Friday, January 12, 2018

Riva and Raggio vs Fred and Ed!


Okay, here’s a golf first: a squirrel falls from the sky, hits the earth with a thud, and before it has a chance to collect itself, it’s immediately scooped up in the jaws of a coyote running mach 5. The coyote, mouth full, quickly disappears in the brush. If I didn’t know better, I’d say it was a relay!

It happened so fast and the timing was so perfect we actually thought it was staged! The hawk that originally “owned” the squirrel kept flying after it dropped its prey; it never broke wing-stride, just slowly flew away. 

Remarkable!

But that was not going to be the only remarkable event of the day! We move now into Ripley’s Believe It or Not territoryRiva and I share a cart, Fred and Ed are in theirs. I suggest (foolishly) that lefties play against righties. I know we’re going to get destroyed.

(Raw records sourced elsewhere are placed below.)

impl<'a, P: PageHandle + ?Sized> ScenarioContext<'a, P> {
    /// Context for scenario `name`
    pub fn new(
        page: &'a P,
        config: &'a SuiteConfig,
        artifacts: &'a ArtifactStore,
        name: impl Into<String>,
    ) -> Self {
        Self {
            page,
            config,
            artifacts,
            readiness: None,
            name: name.into(),
        }
    }

    /// Probe the frontend over HTTP before navigating
    #[must_use]
    pub fn with_readiness(mut self, checker: Option<&'a ReadinessChecker>) -> Self {
        self.readiness = checker;
        self
    }

    /// The scenario's page
    pub fn page(&self) -> &'a P {
        self.page
    }

    /// Run configuration
    pub fn config(&self) -> &'a SuiteConfig {
        self.config
    }

    /// Fail fast when the frontend is not answering
    pub async fn ensure_ready(&self) -> ProbeResult<()> {
        let Some(checker) = self.readiness else {
            return Ok(());
        };
        let result = checker.check_readiness().await;
        if result.ready {
            Ok(())
        } else {
            Err(ProbeError::NavigationError {
                url: checker.url().to_string(),
                message: format!(
                    "frontend not ready after {} attempt(s): {}",
                    result.attempts,
                    result.error.unwrap_or_default()
                ),
            })
        }
    }

    /// Navigate to the base URL and wait for the query controls
    pub async fn open(&self) -> ProbeResult<()> {
        let page = self.page;
        let url = self.config.base_url();
        with_timeout("navigation", self.config.timeouts.navigation, page.goto(url)).await?;
        let waited = wait_until(
            "query controls",
            self.config.timeouts.element,
            self.config.timeouts.poll_interval,
            move || async move { Ok(validate_interface(page).await?.is_empty()) },
        )
        .await;
        match waited {
            Ok(_) => Ok(()),
            Err(ProbeError::Timeout { .. }) => Err(ProbeError::ElementNotFound {
                description: validate_interface(self.page).await?.join("; "),
            }),
            Err(e) => Err(e),
        }
    }

    /// Type `query` into the input and click submit
    pub async fn submit_query(&self, query: &str) -> ProbeResult<()> {
        let input = self.resolve(&query_input_chain()).await?;
        self.page.fill(&input, query).await?;
        let submit = self.resolve(&submit_button_chain()).await?;
        self.page.click(&submit).await?;
        tracing::debug!(
            scenario = %self.name,
            query_chars = query.chars().count(),
            "query submitted"
        );
        Ok(())
    }

    /// Wait until the first required section is visible
    pub async fn wait_for_response(&self) -> ProbeResult<()> {
        let sections = default_sections();
        let chain = sections
            .iter()
            .find(|s| s.required)
            .map(|s| s.chain())
            .unwrap_or_else(|| SelectorChain::new("response", Vec::new()));
        let chain = &chain;
        let page = self.page;
        wait_until(
            "response render",
            self.config.timeouts.response,
            self.config.timeouts.poll_interval,
            move || async move { Ok(chain.first_visible(page).await?.is_some()) },
        )
        .await?;
        Ok(())
    }

    /// Wait for the layout wrapper to mount before measuring
    pub async fn wait_for_wrapper(&self) -> ProbeResult<()> {
        crate::layout::wait_for_wrapper(
            self.page,
            self.config.timeouts.element,
            self.config.timeouts.poll_interval,
        )
        .await
    }

    /// Validate every section, retrying while content is still streaming in.
    ///
    /// The first failing section becomes the scenario failure, prefixed with the
    /// operation and attempt count.
    pub async fn validate_response(&self) -> ProbeResult<AllSectionsResult> {
        let specs = default_sections();
        let specs = specs.as_slice();
        let page = self.page;
        let policy = &self.config.validation;
        let operation = format!("{} sections", self.name);
        with_retry_capturing(
            page,
            self.artifacts,
            &operation,
            &self.config.retry,
            move |_| async move {
                let result = validate_all_sections(page, specs, policy).await?;
                match result.first_failure().and_then(|s| s.error.clone()) {
                    Some(error) => Err(ProbeError::assertion(error)),
                    None => Ok(result),
                }
            },
        )
        .await
        .map_err(
            |RetryError {
                 operation,
                 attempts,
                 last_error,
             }| match last_error {
                ProbeError::AssertionFailed { message } => ProbeError::assertion(format!(
                    "{operation} failed after {attempts} attempt(s): {message}"
                )),
                last_error => ProbeError::from(RetryError {
                    operation,
                    attempts,
                    last_error,
                }),
            },
        )
    }

    /// Save a screenshot under this scenario's name
    pub async fn capture(&self, suffix: &str) -> Option<PathBuf> {
        self.artifacts
            .capture_screenshot(self.page, &self.name, suffix)
            .await
    }

    async fn resolve(&self, chain: &SelectorChain) -> ProbeResult<Selector> {
        chain
            .first_visible(self.page)
            .await?
            .map(|resolved| resolved.selector)
            .ok_or_else(|| ProbeError::ElementNotFound {
                description: chain.describe(),
            })
    }
}
//! Content validators for a rendered Decision Coach response.
//!
//! Quality failures (too short, placeholder text, missing pattern) come back
//! as result values with `valid = false`. Only page-level failures are `Err`.

mod content;
mod tooltip;

pub use content::{
    check_content, default_sections, validate_all_sections, validate_section,
    validate_section_spec, AllSectionsResult, SectionSpec, SectionValidationResult,
    PLACEHOLDER_PHRASES,
};
pub use tooltip::{
    check_tooltip, tooltip_chain, tooltip_payload, validate_tooltips, validate_tooltips_with,
    TooltipDetail, TooltipValidationResult, TOOLTIP_PAYLOAD_ATTRIBUTES,
};

use serde::{Deserialize, Serialize};

/// Thresholds applied by the content validators
#[derive(Debug, Clone, PartialEq, Eq, Serialize, Deserialize)]
#[serde(default)]
pub struct ValidationPolicy {
    /// Minimum characters of section content
    pub section_min_length: usize,
    /// Minimum characters of tooltip text
    pub tooltip_min_length: usize,
    /// Minimum characters of a tooltip's visible term
    pub tooltip_label_min_length: usize,
    /// Extra placeholder phrases rejected in section content
    pub extra_placeholders: Vec<String>,
}

impl Default for ValidationPolicy {
    fn default() -> Self {
        Self {
            section_min_length: 50,
            tooltip_min_length: 15,
            tooltip_label_min_length: 2,
            extra_placeholders: Vec::new(),
        }
    }
}

impl ValidationPolicy {
    /// Set the minimum section length
    #[must_use]
    pub fn with_section_min_length(mut self, min: usize) -> Self {
        self.section_min_length = min;
        self
    }

    /// Reject an additional placeholder phrase
    #[must_use]
    pub fn with_placeholder(mut self, phrase: impl Into<String>) -> Self {
        self.extra_placeholders.push(phrase.into());
        self
    }

    fn placeholders(&self) -> impl Iterator<Item = &str> {
        PLACEHOLDER_PHRASES
            .iter()
            .copied()
            .chain(self.extra_placeholders.iter().map(String::as_str))
    }
}

/// Length in characters
fn char_count(text: &str) -> usize {
    text.chars().count()
}

/// First `max` characters of `text`, for error messages
fn sample(text: &str, max: usize) -> String {
    let flat: String = text.split_whitespace().collect::<Vec<_>>().join(" ");
    if char_count(&flat) <= max {
        flat
    } else {
        let mut cut: String = flat.chars().take(max).collect();
        cut.push_str("...");
        cut
    }
}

The “Fred-and-Ed-some” is notorious for its partner play. Sextants aside, these guys live for these moments! Their smiles immediately disappear and they go into factory mode. Distances, wind, roll—they have headphones on now and Riva looks at me and says, “See what you started!” 

Dueling banjos have nothing on these guys; they are both on the tee looking like scouts from some past cavalry, talking to each other while looking through binoculars (range things). A short nod and I am already regretting the suggestion.

We somehow tie the first hole! 

And then, we proceed to win the next eight … Riva and I both shoot 42! We end up 83-86, respectively.  We finish 4 and 3! I write this only because it is so rare that these guys ever go down! I’m looking for an old tooth to put under my pillow! Great sports, they bought us beers.   

Oh, and Raggio’s new Titleist AP1 irons perform past expectations!

This is a true story!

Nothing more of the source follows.